The fey movies of Arnaud Desplechin are indulgences that I can sometimes indulge. I had a sweet tooth for his glutinous A Christmas Tale from 2008 and loved his mysterious fantasy Kings and Queen (2004) and intriguing Edward Bond adaptation Playing “In the Company of Men” from the year before that. Desplechin has been a Cannes favourite for so long that it’s almost impossible to imagine the festival without one of his dreamy-jaunty jeux d’ésprit on the menu.
But this latest film, showing in the new Cannes Premiere section, is just unbearable – like being condescendingly simpered at for an hour and a half: a film full of people smiling knowingly and laughing delightedly at each other’s not-especially-funny-or-interesting remarks, and it’s all the more insufferable for things the film gets fundamentally and structurally wrong.

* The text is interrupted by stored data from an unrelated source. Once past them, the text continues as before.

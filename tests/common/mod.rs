#![allow(dead_code)]

use async_trait::async_trait;
use estate_scout::api::{ListResponse, PropertyApi, PropertyPage};
use estate_scout::errors::{TransportError, TransportResult};
use estate_scout::{ApiPropertyRepository, Property, PropertyApplication, PropertyId, PropertyQuery};
use std::sync::{Arc, Mutex};
use tokio::io::{AsyncReadExt, AsyncWriteExt};
use tokio::net::TcpListener;
use tokio::task::JoinHandle;

pub type StubApp = PropertyApplication<ApiPropertyRepository<StubApi>>;

pub fn villa() -> Property {
    Property::new(1, "Beautiful Villa", 250000.0)
        .with_address("123 Main St, City, State")
        .with_description("A lovely family home with great amenities")
        .with_rooms(4, 3)
}

pub fn apartment() -> Property {
    Property::new(2, "Modern Apartment", 180000.0)
        .with_address("456 Oak Ave, City, State")
        .with_description("Stylish apartment in the heart of downtown")
        .with_rooms(2, 1)
}

/// In-memory stand-in for the listing API that filters like the real backend
pub struct StubApi {
    properties: Vec<Property>,
    enveloped: bool,
    failing: bool,
    pub queries: Arc<Mutex<Vec<PropertyQuery>>>,
}

impl StubApi {
    pub fn seeded(properties: Vec<Property>) -> Self {
        Self {
            properties,
            enveloped: false,
            failing: false,
            queries: Arc::new(Mutex::new(Vec::new())),
        }
    }

    /// Answer list requests with `{properties, totalCount}` instead of a bare array
    pub fn enveloped(mut self) -> Self {
        self.enveloped = true;
        self
    }

    /// Every request fails with a 500
    pub fn failing(mut self) -> Self {
        self.failing = true;
        self
    }

    fn server_error() -> TransportError {
        TransportError::Status {
            status: 500,
            body: "Internal Server Error".to_string(),
        }
    }
}

fn contains(haystack: &str, needle: &Option<String>) -> bool {
    needle
        .as_ref()
        .map_or(true, |n| haystack.to_lowercase().contains(&n.to_lowercase()))
}

#[async_trait]
impl PropertyApi for StubApi {
    async fn list_properties(&self, query: &PropertyQuery) -> TransportResult<ListResponse> {
        self.queries.lock().unwrap().push(query.clone());
        if self.failing {
            return Err(Self::server_error());
        }

        let mut matches: Vec<Property> = self
            .properties
            .iter()
            .filter(|p| contains(&p.name, &query.name))
            .filter(|p| contains(&p.address, &query.address))
            .filter(|p| query.min_price.map_or(true, |min| p.price >= min))
            .filter(|p| query.max_price.map_or(true, |max| p.price <= max))
            .cloned()
            .collect();

        if query.sort_by.is_some() {
            matches.sort_by(|a, b| b.price.total_cmp(&a.price));
        }

        if self.enveloped {
            Ok(ListResponse::Envelope(PropertyPage {
                total_count: Some(matches.len() as u64),
                properties: Some(matches),
            }))
        } else {
            Ok(ListResponse::Bare(matches))
        }
    }

    async fn get_property(&self, id: &PropertyId) -> TransportResult<Property> {
        if self.failing {
            return Err(Self::server_error());
        }
        self.properties
            .iter()
            .find(|p| &p.id == id)
            .cloned()
            .ok_or(TransportError::NotFound)
    }
}

pub fn app(api: StubApi) -> Arc<StubApp> {
    Arc::new(PropertyApplication::from_repository(ApiPropertyRepository::new(api)))
}

/// Serve exactly one HTTP response on a local port.
///
/// Returns the base URL to point the client at and a handle resolving to the
/// request line the client sent.
pub async fn serve_once(status: u16, body: &str) -> (String, JoinHandle<String>) {
    let listener = TcpListener::bind("127.0.0.1:0").await.unwrap();
    let addr = listener.local_addr().unwrap();
    let body = body.to_string();

    let handle = tokio::spawn(async move {
        let (mut socket, _) = listener.accept().await.unwrap();

        let mut request = Vec::new();
        let mut buf = [0u8; 1024];
        while !request.windows(4).any(|w| w == b"\r\n\r\n") {
            let n = socket.read(&mut buf).await.unwrap();
            if n == 0 {
                break;
            }
            request.extend_from_slice(&buf[..n]);
        }

        let response = format!(
            "HTTP/1.1 {} Status\r\nContent-Type: application/json\r\nContent-Length: {}\r\nConnection: close\r\n\r\n{}",
            status,
            body.len(),
            body
        );
        socket.write_all(response.as_bytes()).await.unwrap();
        socket.shutdown().await.unwrap();

        String::from_utf8_lossy(&request)
            .lines()
            .next()
            .unwrap_or_default()
            .to_string()
    });

    (format!("http://{}/api/v1.0", addr), handle)
}
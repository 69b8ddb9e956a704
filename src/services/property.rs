use crate::models::{Property, PropertyId, PropertyQuery};
use crate::repository::{PropertyReader, RepositoryResult};
use tracing::error;

const PLACEHOLDER_IMAGE_BASE: &str = "https://picsum.photos/400/300";

/// Property lookups with display defaults filled in
pub struct PropertyService<R> {
    repository: R,
}

impl<R: PropertyReader> PropertyService<R> {
    pub fn new(repository: R) -> Self {
        Self { repository }
    }

    pub async fn get_properties(&self, query: &PropertyQuery) -> RepositoryResult<Vec<Property>> {
        let properties = self.repository.get_all(query).await.inspect_err(|e| {
            error!("Service error fetching properties: {}", e);
        })?;
        Ok(properties.into_iter().map(with_display_image).collect())
    }

    pub async fn get_property_by_id(&self, id: &PropertyId) -> RepositoryResult<Property> {
        let property = self.repository.get_by_id(id).await.inspect_err(|e| {
            error!("Service error fetching property {}: {}", id, e);
        })?;
        Ok(with_display_image(property))
    }

    pub async fn get_top_properties(&self, limit: u32) -> RepositoryResult<Vec<Property>> {
        let properties = self
            .repository
            .get_top_properties(limit)
            .await
            .inspect_err(|e| {
                error!("Service error fetching top properties: {}", e);
            })?;
        Ok(properties.into_iter().map(with_display_image).collect())
    }
}

/// Placeholder image for a property without one. Stable for a given id.
pub fn generate_property_image(id: &PropertyId) -> String {
    format!("{}?random={}", PLACEHOLDER_IMAGE_BASE, id)
}

/// Fills in `image_url` when the server left it out or sent an empty string
pub fn with_display_image(mut property: Property) -> Property {
    if property.image_url.as_deref().map_or(true, str::is_empty) {
        property.image_url = Some(generate_property_image(&property.id));
    }
    property
}

/// US-dollar amount without cents, e.g. `$1,500,000`
pub fn format_price(amount: f64) -> String {
    let rounded = amount.round();
    let sign = if rounded < 0.0 { "-" } else { "" };
    let digits = format!("{:.0}", rounded.abs());
    format!("{}${}", sign, group_thousands(&digits))
}

pub fn format_address(address: &str) -> String {
    address.to_string()
}

fn group_thousands(digits: &str) -> String {
    let mut grouped = String::with_capacity(digits.len() + digits.len() / 3);
    for (i, c) in digits.chars().enumerate() {
        if i > 0 && (digits.len() - i) % 3 == 0 {
            grouped.push(',');
        }
        grouped.push(c);
    }
    grouped
}
use std::env;
use tracing_subscriber::EnvFilter;

pub const DEFAULT_LOG_LEVEL: &str = "info";

#[derive(Debug, thiserror::Error)]
pub enum LoggingError {
    #[error("Invalid log level: {0}")]
    InvalidLogLevel(String),

    #[error("Failed to initialize logging: {0}")]
    InitializationError(String),
}

/// Initialize the tracing subscriber.
/// `LOG_LEVEL` accepts anything an `EnvFilter` does, e.g. `debug` or `estate_scout=trace`.
pub fn init_logging() -> Result<(), LoggingError> {
    let log_level = env::var("LOG_LEVEL").unwrap_or_else(|_| DEFAULT_LOG_LEVEL.to_string());

    let env_filter = EnvFilter::try_new(&log_level)
        .map_err(|e| LoggingError::InvalidLogLevel(format!("{}: {}", log_level, e)))?;

    tracing_subscriber::fmt()
        .with_env_filter(env_filter)
        .with_target(true)
        .with_writer(std::io::stderr)
        .try_init()
        .map_err(|e| LoggingError::InitializationError(e.to_string()))
}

This is a chamber drama-style film shot under lockdown conditions, adapted (by Desplechin with Julie Peyr) from Philip Roth’s 1990 meta-fiction Deception, in which he introduces a writer character actually called Philip Roth, as opposed to Zuckerman or Kepesh. From his rented office-study in London (a place naturally tailor-made for assignations) the great Jewish-American author ruminates on and pursues the erotic, melancholic and imaginative possibilities of his affairs with many women, including an American who is now back in New York dying of cancer, a Czech woman he met on one of his Milan-Kundera-style adventures in Prague, a troubled ex-student of his, and most prominently a fascinating and beautiful English stage star, presumably inspired by Roth’s actual wife, Claire Bloom – although she may also have inspired some of the angry, recriminatory scenes with this meta-Roth’s wife, in which “Roth” evasively insists that the descriptions she has discovered in his notebook are all fictional. He also longs to confront all the bores, puritans, philistines and antisemites who have traduced him and his work.
Desplechin doesn’t change any nationalities. His Roth is still supposed to be American, and the object of his love is still English. But Desplechin casts French people, speaking French. Denis Podalydès plays Roth and Léa Seydoux is the English actor. So the fundamentally important, dramatically savoury difference between them is obliterated. They look like two very elegant French movie stars mouthing well-turned lines of dialogue at each other, while probably thinking about something else. Never for a single moment do they look discomposed by genuine sadness or genuine desire. The thick varnish of stagey sophistication never cracks. There is a scene in which meta-Roth is confronted by a Czech film director (apparently Ivan Passer) for apparently having an affair with the director’s wife and this man actually pulls a gun on him. And yet there is no real dramatic jeopardy, no real jolt of fear or anger; the scene ends with an unearned smirk at the general absurdity of everything.
Above all there is a heavy-handed musical soundtrack that over-emphasises how amusing and yet tragicomic it all is. It’s a waste of Podalydès and Seydoux, and certainly a waste of Emmanuelle Devos who plays the heroically dying ex-lover. By the closing credits, the film is suffering a twee overload.
• Deception screened at the Cannes film festival and is released on 20 May on Mubi in the UK.